[What is required]
Using the data beneath this instruction, retype only the lines from the one that contains "License - https://ultralytics.com/license" down to the one that contains "fn write_encoded(&mut self, jpeg: &[u8]) -> Result<()>;", both included, exactly as they appear.

──────── The data ────────

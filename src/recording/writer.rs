// Ultralytics 🚀 AGPL-3.0 License - https://ultralytics.com/license
//! 录像文件写入 (Motion-JPEG)
//! Clip writers: concatenated JPEG frames

use anyhow::{Context, Result};
use image::codecs::jpeg::JpegEncoder;
use image::RgbImage;
use std::fs::File;
use std::io::{BufWriter, Write};
use std::path::{Path, PathBuf};

/// 录像写入器
pub trait ClipWriter: Send {
    fn write_frame(&mut self, frame: &RgbImage) -> Result<()>;

    /// 写入已编码的 JPEG
    fn write_encoded(&mut self, jpeg: &[u8]) -> Result<()>;

    fn finish(self: Box<Self>) -> Result<()>;

    fn path(&self) -> &Path;

    fn frames(&self) -> u64;
}

/// 按路径创建写入器
pub trait ClipOpener: Send {
    fn open(&mut self, path: &Path) -> Result<Box<dyn ClipWriter>>;

    /// 文件扩展名
    fn extension(&self) -> &str;
}

pub struct MjpegWriter {
    path: PathBuf,
    out: BufWriter<File>,
    quality: u8,
    frames: u64,
}

impl MjpegWriter {
    /// 创建 (已存在则截断)
    pub fn create<P: AsRef<Path>>(path: P, quality: u8) -> Result<Self> {
        let path = path.as_ref().to_path_buf();
        if let Some(parent) = path.parent() {
            if !parent.as_os_str().is_empty() {
                std::fs::create_dir_all(parent)
                    .with_context(|| format!("failed to create {}", parent.display()))?;
            }
        }
        let file =
            File::create(&path).with_context(|| format!("failed to create {}", path.display()))?;
        Ok(Self {
            path,
            out: BufWriter::new(file),
            quality,
            frames: 0,
        })
    }
}

impl ClipWriter for MjpegWriter {
    fn write_frame(&mut self, frame: &RgbImage) -> Result<()> {
        JpegEncoder::new_with_quality(&mut self.out, self.quality)
            .encode_image(frame)
            .with_context(|| format!("failed to encode frame into {}", self.path.display()))?;
        self.frames += 1;
        Ok(())
    }

    fn write_encoded(&mut self, jpeg: &[u8]) -> Result<()> {
        self.out
            .write_all(jpeg)
            .with_context(|| format!("failed to write {}", self.path.display()))?;
        self.frames += 1;
        Ok(())
    }

    fn finish(mut self: Box<Self>) -> Result<()> {
        self.out
            .flush()
            .with_context(|| format!("failed to flush {}", self.path.display()))
    }

    fn path(&self) -> &Path {
        &self.path
    }

    fn frames(&self) -> u64 {
        self.frames
    }
}

/// MJPEG 写入器工厂
pub struct MjpegOpener {
    pub quality: u8,
}

impl ClipOpener for MjpegOpener {
    fn open(&mut self, path: &Path) -> Result<Box<dyn ClipWriter>> {
        Ok(Box::new(MjpegWriter::create(path, self.quality)?))
    }

    fn extension(&self) -> &str {
        "mjpeg"
    }
}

────────

[Task response]
// Ultralytics 🚀 AGPL-3.0 License - https://ultralytics.com/license
//! 录像文件写入 (Motion-JPEG)
//! Clip writers: concatenated JPEG frames

use anyhow::{Context, Result};
use image::codecs::jpeg::JpegEncoder;
use image::RgbImage;
use std::fs::File;
use std::io::{BufWriter, Write};
use std::path::{Path, PathBuf};

/// 录像写入器
pub trait ClipWriter: Send {
    fn write_frame(&mut self, frame: &RgbImage) -> Result<()>;

    /// 写入已编码的 JPEG
    fn write_encoded(&mut self, jpeg: &[u8]) -> Result<()>;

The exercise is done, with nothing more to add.